Menu Close

DIVING DEEPER INTO COMPOSITION

(part 6 of 20)
photo by Negar 5980

Computer Notation

In the age of notation software it’s common for people wishing to compose to simply sit down at the computer, load up a blank score, and dive into writing. However, for all but experienced composers this is a mistake. The importance of composing at the piano can’t be stressed enough, particularly for those who have not attained Beethoven’s level of audiation. Composition needs to grow the same way a painter plays with lines and shades on paper, or colors and textures on canvas. The piano is the composer’s easel, their fingers the brush. The computer or manuscript paper are simply there to record the work.

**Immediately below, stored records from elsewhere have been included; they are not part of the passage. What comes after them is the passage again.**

use std::path::{Path, PathBuf};
use std::sync::Arc;

use async_trait::async_trait;
use tokio::{fs, sync::Mutex};
use tracing::{error, info};

use models::{Barrel, BarrelRecord};

use super::BarrelPersistence;
use crate::errors::ServiceError;
use crate::registry::BarrelRegistry;

/// JSON file holding the whole registry as an array of [`BarrelRecord`]s.
///
/// A missing file means "no barrels yet". Saves go through a temporary
/// sibling file that is renamed over the target, so a failed save never
/// truncates the previous data. Writers are serialized on `write_lock`,
/// shared by clones, since they all go through the same temporary file.
#[derive(Debug, Clone)]
pub struct JsonBarrelStore {
    file_path: PathBuf,
    write_lock: Arc<Mutex<()>>,
}

impl JsonBarrelStore {
    pub fn new<P: Into<PathBuf>>(path: P) -> Self {
        Self { file_path: path.into(), write_lock: Arc::new(Mutex::new(())) }
    }

    pub fn file_path(&self) -> &Path {
        &self.file_path
    }

    fn temp_path(&self) -> PathBuf {
        let mut name = self
            .file_path
            .file_name()
            .map(|n| n.to_os_string())
            .unwrap_or_else(|| "barrels.json".into());
        name.push(".tmp");
        self.file_path.with_file_name(name)
    }

    /// Read and decode the file; `Ok(None)` when it does not exist.
    pub async fn read_records(&self) -> Result<Option<Vec<BarrelRecord>>, ServiceError> {
        let bytes = match fs::read(&self.file_path).await {
            Ok(bytes) => bytes,
            Err(e) if e.kind() == std::io::ErrorKind::NotFound => return Ok(None),
            Err(e) => return Err(ServiceError::io(&self.file_path, e)),
        };

        // a literal `null` document is treated like an empty list
        let records: Option<Vec<BarrelRecord>> = serde_json::from_slice(&bytes)
            .map_err(|source| ServiceError::Parse { path: self.file_path.clone(), source })?;
        Ok(Some(records.unwrap_or_default()))
    }

    /// Encode and write `records`, replacing the file.
    pub async fn write_records(&self, records: &[BarrelRecord]) -> Result<(), ServiceError> {
        let _guard = self.write_lock.lock().await;
        self.write_locked(records).await
    }

    async fn write_locked(&self, records: &[BarrelRecord]) -> Result<(), ServiceError> {
        if let Some(parent) = self.file_path.parent().filter(|p| !p.as_os_str().is_empty()) {
            fs::create_dir_all(parent).await.map_err(|e| ServiceError::io(parent, e))?;
        }

        let data = serde_json::to_vec_pretty(records)?;
        let tmp = self.temp_path();
        fs::write(&tmp, data).await.map_err(|e| ServiceError::io(&tmp, e))?;
        if let Err(e) = fs::rename(&tmp, &self.file_path).await {
            let _ = fs::remove_file(&tmp).await;
            return Err(ServiceError::io(&self.file_path, e));
        }
        Ok(())
    }

    async fn load(&self, registry: &BarrelRegistry) -> Result<usize, ServiceError> {
        let Some(records) = self.read_records().await? else {
            info!(path = %self.file_path.display(), "no barrel data file found, starting fresh");
            return Ok(0);
        };

        let barrels = records
            .into_iter()
            .map(Barrel::from_record)
            .collect::<Result<Vec<_>, _>>()?;
        let count = registry.replace_all(barrels);
        info!(count, path = %self.file_path.display(), "loaded barrels from storage");
        Ok(count)
    }

    async fn save(&self, registry: &BarrelRegistry) -> Result<usize, ServiceError> {
        // snapshot and write under one lock so the file never moves back to an older snapshot
        let _guard = self.write_lock.lock().await;
        let records = registry.records();
        self.write_locked(&records).await?;
        info!(count = records.len(), path = %self.file_path.display(), "saved barrels to storage");
        Ok(records.len())
    }
}

#[async_trait]
impl BarrelPersistence for JsonBarrelStore {
    async fn load_into(&self, registry: &BarrelRegistry) -> Result<usize, ServiceError> {
        self.load(registry).await.inspect_err(|e| {
            error!(error = %e, path = %self.file_path.display(), "failed to load barrel data");
        })
    }

    async fn save_from(&self, registry: &BarrelRegistry) -> Result<usize, ServiceError> {
        self.save(registry).await.inspect_err(|e| {
            error!(error = %e, path = %self.file_path.display(), "failed to save barrel data");
        })
    }
}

Unlike painting, music isn’t tangible. Sheet music is not the equivalent of a finished painting. Viewing a finished painting is the equivalent of actually listening to music. Sheet music serves only as a means to realize the finished work of art, like a set of architectural blueprints for a performer to bring it to life.

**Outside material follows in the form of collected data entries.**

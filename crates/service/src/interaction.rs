//! Operations the host engine calls when players place, break or use barrels.
//!
//! Policy rejections (locked barrel, wrong item kind, full barrel) are normal
//! outcomes and are reported through [`InteractionOutcome`], never as errors.

use std::sync::Arc;

use serde::Serialize;
use tracing::info;
use uuid::Uuid;

use models::{BarrelRecord, BlockPos};

use crate::placement::PendingPlacements;
use crate::registry::BarrelRegistry;

/// Units moved out of a barrel per secondary interaction.
pub const WITHDRAW_PER_INTERACTION: u32 = 1;

#[derive(Debug, Clone, PartialEq, Eq, Serialize)]
#[serde(tag = "outcome", rename_all = "snake_case")]
pub enum InteractionOutcome {
    NoBarrel,
    Locked,
    /// Nothing to move; carries the barrel's current state for display.
    Inspected(BarrelRecord),
    Deposited { item: String, amount: u32, total: u32, capacity: u32 },
    Withdrawn { item: String, amount: u32, remaining: u32 },
    Mismatch { accepts: String },
    Full { capacity: u32 },
}

/// Event-facing contract; any dispatch mechanism can drive these.
pub trait BarrelEvents: Send + Sync {
    /// A barrel block was placed. Without an actor, a pending placement
    /// announcement decides the owner.
    fn on_place(&self, world_id: &str, pos: BlockPos, actor: Option<Uuid>) -> BarrelRecord;

    /// A block was broken; returns the barrel that was removed with it.
    fn on_break(&self, world_id: &str, pos: BlockPos) -> Option<BarrelRecord>;

    /// Primary use: deposit what the actor is holding.
    fn on_interact_primary(
        &self,
        world_id: &str,
        pos: BlockPos,
        actor: Uuid,
        offered_item: Option<&str>,
        offered_quantity: u32,
    ) -> InteractionOutcome;

    /// Secondary use: take a single unit out.
    fn on_interact_secondary(&self, world_id: &str, pos: BlockPos, actor: Uuid) -> InteractionOutcome;

    /// The actor is about to place a barrel.
    fn note_pending_placement(&self, actor: Uuid);
}

pub struct BarrelInteractions {
    registry: Arc<BarrelRegistry>,
    placements: PendingPlacements,
}

impl BarrelInteractions {
    pub fn new(registry: Arc<BarrelRegistry>, placements: PendingPlacements) -> Self {
        Self { registry, placements }
    }

    pub fn registry(&self) -> &Arc<BarrelRegistry> {
        &self.registry
    }

    pub fn placements(&self) -> &PendingPlacements {
        &self.placements
    }
}

impl BarrelEvents for BarrelInteractions {
    fn on_place(&self, world_id: &str, pos: BlockPos, actor: Option<Uuid>) -> BarrelRecord {
        let owner = actor.or_else(|| self.placements.claim());
        let handle = self.registry.create_and_register(world_id, pos);
        let mut barrel = handle.lock();
        if owner.is_some() {
            barrel.set_owner(owner);
        }
        info!(id = %barrel.id(), world_id, %pos, owner = ?owner, "barrel placed");
        barrel.snapshot()
    }

    fn on_break(&self, world_id: &str, pos: BlockPos) -> Option<BarrelRecord> {
        let handle = self.registry.find_by_location(world_id, pos)?;
        self.registry.unregister(&handle)?;

        let record = handle.lock().snapshot();
        if let Some(item) = &record.stored_item_id {
            info!(id = %record.id, item, amount = record.stored_amount, "barrel broken with items");
        }
        info!(id = %record.id, world_id, %pos, "barrel removed");
        Some(record)
    }

    fn on_interact_primary(
        &self,
        world_id: &str,
        pos: BlockPos,
        actor: Uuid,
        offered_item: Option<&str>,
        offered_quantity: u32,
    ) -> InteractionOutcome {
        let Some(handle) = self.registry.find_by_location(world_id, pos) else {
            return InteractionOutcome::NoBarrel;
        };
        let mut barrel = handle.lock();
        if !barrel.permits(Some(actor)) {
            return InteractionOutcome::Locked;
        }

        let item = match offered_item {
            Some(item) if offered_quantity > 0 => item,
            _ => return InteractionOutcome::Inspected(barrel.snapshot()),
        };
        if !barrel.can_accept(item) {
            return InteractionOutcome::Mismatch {
                accepts: barrel.stored_item().unwrap_or_default().to_owned(),
            };
        }

        let amount = barrel.deposit(item, offered_quantity);
        if amount == 0 {
            return InteractionOutcome::Full { capacity: barrel.max_capacity() };
        }
        info!(%actor, id = %barrel.id(), item, amount, "deposited into barrel");
        InteractionOutcome::Deposited {
            item: item.to_owned(),
            amount,
            total: barrel.stored_amount(),
            capacity: barrel.max_capacity(),
        }
    }

    fn on_interact_secondary(&self, world_id: &str, pos: BlockPos, actor: Uuid) -> InteractionOutcome {
        let Some(handle) = self.registry.find_by_location(world_id, pos) else {
            return InteractionOutcome::NoBarrel;
        };
        let mut barrel = handle.lock();
        if !barrel.permits(Some(actor)) {
            return InteractionOutcome::Locked;
        }

        let Some(item) = barrel.stored_item().map(str::to_owned) else {
            return InteractionOutcome::Inspected(barrel.snapshot());
        };
        let amount = barrel.withdraw(WITHDRAW_PER_INTERACTION);
        info!(%actor, id = %barrel.id(), item, amount, "withdrew from barrel");
        InteractionOutcome::Withdrawn { item, amount, remaining: barrel.stored_amount() }
    }

    fn note_pending_placement(&self, actor: Uuid) {
        self.placements.note(actor);
    }
}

A beginner sitting down at a computer away from an instrument to compose is like a 7-year-old loose in a chemistry lab. Well-intended parents might think this could lead their child to become a great scientist. Instead, they’ll play with beakers, hazardous chemicals, and burners (staves, notes, and midi playback). They won’t learn much about science, and they may get burned.

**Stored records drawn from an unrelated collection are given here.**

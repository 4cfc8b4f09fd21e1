use std::fmt;

use serde::{Deserialize, Serialize};

/// Integer block coordinate inside a world.
#[derive(Debug, Clone, Copy, PartialEq, Eq, Hash, Serialize, Deserialize)]
pub struct BlockPos {
    pub x: i32,
    pub y: i32,
    pub z: i32,
}

impl BlockPos {
    pub const fn new(x: i32, y: i32, z: i32) -> Self {
        Self { x, y, z }
    }
}

impl From<(i32, i32, i32)> for BlockPos {
    fn from((x, y, z): (i32, i32, i32)) -> Self {
        Self { x, y, z }
    }
}

impl fmt::Display for BlockPos {
    fn fmt(&self, f: &mut fmt::Formatter<'_>) -> fmt::Result {
        write!(f, "({}, {}, {})", self.x, self.y, self.z)
    }
}

/// Spatial index key: world id plus block position.
///
/// Compared field by field, so `(1, 23, 4)` and `(12, 3, 4)` stay distinct
/// and world ids are never concatenated with coordinates.
#[derive(Debug, Clone, PartialEq, Eq, Hash)]
pub struct LocationKey {
    pub world_id: String,
    pub pos: BlockPos,
}

impl LocationKey {
    pub fn new(world_id: impl Into<String>, pos: BlockPos) -> Self {
        Self { world_id: world_id.into(), pos }
    }
}

impl fmt::Display for LocationKey {
    fn fmt(&self, f: &mut fmt::Formatter<'_>) -> fmt::Result {
        write!(f, "{}@{}", self.world_id, self.pos)
    }
}
use std::path::PathBuf;

use anyhow::anyhow;
use anyhow::Result;
use serde::Deserialize;

/// Capacity given to freshly placed barrels unless configured otherwise.
pub const DEFAULT_MAX_CAPACITY: u32 = 2048;

#[derive(Debug, Clone, Deserialize, Default)]
pub struct AppConfig {
    #[serde(default)]
    pub server: ServerConfig,
    #[serde(default)]
    pub storage: StorageConfig,
    #[serde(default)]
    pub barrels: BarrelConfig,
    #[serde(default)]
    pub logging: LoggingConfig,
}

#[derive(Debug, Clone, Deserialize)]
pub struct ServerConfig {
    pub host: String,
    pub port: u16,
    #[serde(default)]
    pub worker_threads: Option<usize>,
}

impl Default for ServerConfig {
    fn default() -> Self {
        Self { host: "127.0.0.1".into(), port: 8081, worker_threads: Some(4) }
    }
}

#[derive(Debug, Clone, Deserialize)]
pub struct StorageConfig {
    #[serde(default = "default_data_dir")]
    pub data_dir: PathBuf,
    #[serde(default = "default_file_name")]
    pub file_name: String,
}

impl Default for StorageConfig {
    fn default() -> Self {
        Self { data_dir: default_data_dir(), file_name: default_file_name() }
    }
}

#[derive(Debug, Clone, Deserialize)]
pub struct BarrelConfig {
    #[serde(default = "default_max_capacity")]
    pub default_max_capacity: u32,
    #[serde(default = "default_placement_window")]
    pub placement_window_ms: u64,
}

impl Default for BarrelConfig {
    fn default() -> Self {
        Self {
            default_max_capacity: default_max_capacity(),
            placement_window_ms: default_placement_window(),
        }
    }
}

#[derive(Debug, Clone, Deserialize)]
pub struct LoggingConfig {
    /// `compact` or `json`
    #[serde(default = "default_log_format")]
    pub format: String,
}

impl Default for LoggingConfig {
    fn default() -> Self {
        Self { format: default_log_format() }
    }
}

fn default_data_dir() -> PathBuf { PathBuf::from("data") }
fn default_file_name() -> String { "barrels.json".to_string() }
fn default_max_capacity() -> u32 { DEFAULT_MAX_CAPACITY }
fn default_placement_window() -> u64 { 5000 }
fn default_log_format() -> String { "compact".to_string() }

fn config_path() -> String {
    std::env::var("CONFIG_PATH").unwrap_or_else(|_| "config.toml".to_string())
}

pub fn load_default() -> Result<AppConfig> {
    load_from_file(&config_path())
}

pub fn load_from_file(path: &str) -> Result<AppConfig> {
    let content = std::fs::read_to_string(path)?;
    load_from_str(&content)
}

/// `Ok(None)` only when the file does not exist; unreadable or malformed
/// files are errors.
pub fn load_from_file_if_exists(path: &str) -> Result<Option<AppConfig>> {
    let content = match std::fs::read_to_string(path) {
        Ok(content) => content,
        Err(e) if e.kind() == std::io::ErrorKind::NotFound => return Ok(None),
        Err(e) => return Err(anyhow!("cannot read config {path}: {e}")),
    };
    load_from_str(&content)
        .map(Some)
        .map_err(|e| anyhow!("invalid config {path}: {e}"))
}

pub fn load_from_str(content: &str) -> Result<AppConfig> {
    let cfg: AppConfig = toml::from_str(content)?;
    Ok(cfg)
}

impl AppConfig {
    pub fn load_and_validate() -> Result<Self> {
        let mut cfg = load_default()?;
        cfg.normalize_and_validate()?;
        Ok(cfg)
    }

    /// Like [`AppConfig::load_and_validate`], but a missing config file falls
    /// back to defaults plus environment overrides.
    pub fn load_or_default() -> Result<Self> {
        let mut cfg = load_from_file_if_exists(&config_path())?.unwrap_or_default();
        cfg.normalize_and_validate()?;
        Ok(cfg)
    }

    pub fn normalize_and_validate(&mut self) -> Result<()> {
        self.server.normalize_from_env();
        self.server.normalize()?;
        self.storage.normalize_from_env();
        self.storage.validate()?;
        self.barrels.validate()?;
        Ok(())
    }

    /// Full path of the barrel data file.
    pub fn data_file(&self) -> PathBuf {
        self.storage.data_dir.join(&self.storage.file_name)
    }
}

impl ServerConfig {
    fn normalize_from_env(&mut self) {
        if let Ok(host) = std::env::var("SERVER_HOST") {
            if !host.trim().is_empty() {
                self.host = host;
            }
        }
        if let Some(port) = std::env::var("SERVER_PORT").ok().and_then(|p| p.parse::<u16>().ok()) {
            self.port = port;
        }
    }

    fn normalize(&mut self) -> Result<()> {
        if self.host.trim().is_empty() {
            self.host = "127.0.0.1".to_string();
        }
        if self.port == 0 {
            return Err(anyhow!("server.port must be within 1..=65535"));
        }
        match self.worker_threads {
            Some(0) | None => self.worker_threads = Some(4),
            Some(_) => {}
        }
        Ok(())
    }
}

impl StorageConfig {
    fn normalize_from_env(&mut self) {
        if let Ok(dir) = std::env::var("BARREL_DATA_DIR") {
            if !dir.trim().is_empty() {
                self.data_dir = PathBuf::from(dir);
            }
        }
    }

    fn validate(&self) -> Result<()> {
        if self.file_name.trim().is_empty() {
            return Err(anyhow!("storage.file_name must not be empty"));
        }
        if self.file_name.contains('/') || self.file_name.contains('\\') {
            return Err(anyhow!("storage.file_name must be a bare file name"));
        }
        Ok(())
    }
}

impl BarrelConfig {
    fn validate(&self) -> Result<()> {
        if self.default_max_capacity == 0 {
            return Err(anyhow!("barrels.default_max_capacity must be >= 1"));
        }
        Ok(())
    }
}

#[cfg(test)]
mod tests {
    use super::*;

    #[test]
    fn empty_document_uses_defaults() {
        let cfg = load_from_str("").unwrap();
        assert_eq!(cfg.server.port, 8081);
        assert_eq!(cfg.storage.file_name, "barrels.json");
        assert_eq!(cfg.barrels.default_max_capacity, DEFAULT_MAX_CAPACITY);
        assert_eq!(cfg.barrels.placement_window_ms, 5000);
        assert_eq!(cfg.data_file(), PathBuf::from("data").join("barrels.json"));
    }

    #[test]
    fn sections_override_defaults() {
        let cfg = load_from_str(
            r#"
            [server]
            host = "0.0.0.0"
            port = 9000

            [storage]
            data_dir = "/var/lib/barrels"

            [barrels]
            default_max_capacity = 64
            "#,
        )
        .unwrap();
        assert_eq!(cfg.server.host, "0.0.0.0");
        assert_eq!(cfg.server.port, 9000);
        assert_eq!(cfg.storage.data_dir, PathBuf::from("/var/lib/barrels"));
        assert_eq!(cfg.storage.file_name, "barrels.json");
        assert_eq!(cfg.barrels.default_max_capacity, 64);
    }

    #[test]
    fn zero_capacity_is_rejected() {
        let mut cfg = load_from_str("[barrels]\ndefault_max_capacity = 0\n").unwrap();
        assert!(cfg.barrels.validate().is_err());
        cfg.barrels.default_max_capacity = 1;
        assert!(cfg.barrels.validate().is_ok());
    }

    #[test]
    fn file_name_must_not_contain_separators() {
        let storage = StorageConfig { data_dir: default_data_dir(), file_name: "a/b.json".into() };
        assert!(storage.validate().is_err());
    }

    #[test]
    fn zero_worker_threads_fall_back() {
        let mut server = ServerConfig { worker_threads: Some(0), ..ServerConfig::default() };
        server.normalize().unwrap();
        assert_eq!(server.worker_threads, Some(4));
    }

    fn temp_config(label: &str, content: &str) -> PathBuf {
        let path = std::env::temp_dir().join(format!("barrels_cfg_{label}_{}.toml", std::process::id()));
        std::fs::write(&path, content).unwrap();
        path
    }

    #[test]
    fn missing_file_is_none() {
        let path = std::env::temp_dir().join(format!("barrels_cfg_absent_{}.toml", std::process::id()));
        assert!(load_from_file_if_exists(path.to_str().unwrap()).unwrap().is_none());
    }

    #[test]
    fn malformed_file_is_an_error() {
        let path = temp_config("syntax", "[storage\ndata_dir = \"/srv/barrels\"\n");
        let err = load_from_file_if_exists(path.to_str().unwrap()).unwrap_err();
        assert!(err.to_string().contains("invalid config"));
        let _ = std::fs::remove_file(path);
    }

    #[test]
    fn wrong_field_type_is_an_error() {
        let path = temp_config("types", "[server]\nhost = \"0.0.0.0\"\nport = \"eighty\"\n");
        assert!(load_from_file_if_exists(path.to_str().unwrap()).is_err());
        let _ = std::fs::remove_file(path);
    }

    #[test]
    fn existing_file_is_loaded() {
        let path = temp_config("ok", "[storage]\ndata_dir = \"/srv/barrels\"\n");
        let cfg = load_from_file_if_exists(path.to_str().unwrap()).unwrap().unwrap();
        assert_eq!(cfg.storage.data_dir, PathBuf::from("/srv/barrels"));
        let _ = std::fs::remove_file(path);
    }
}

Computer notation is a godsend for composers. It not only allows for easy reproduction of legible sheet music, but it automates the process of making orchestral parts, and in general speeds up the notation process dramatically. However, for beginners it should only be used after the composition is complete. MuseScore is a free/open-source program useful for that purpose.

Beginners attempting to compose at the computer bypass the improvisation process, the heart of the creative process itself. At the computer, beginners tend to throw out notes, press play to hear what they sound like, drag them around a bit to hear how they sound higher or lower, add some more, change the rhythm as an afterthought, and so on. While entering one note at a time, they are often ignoring the music that came before, or the music that might come next. They lose perspective of the full musical line as new material is added.

Until you can fully hear and understand complex music in your head, you absolutely need the piano to give instant feedback as you experiment with various musical elements. In this way you imagine the music and you play it simultaneously, there is no delay, no separation. On the computer, altering one note, then listening to the last few bars, then altering the note again, is not just inefficient, but leads to bad habits. The student might as well compose by rolling dice, as improvisation and full musical creativity aren’t being employed. (Ha, rolling dice… get it?)

The solution is simple: paper-and-pencil at the piano.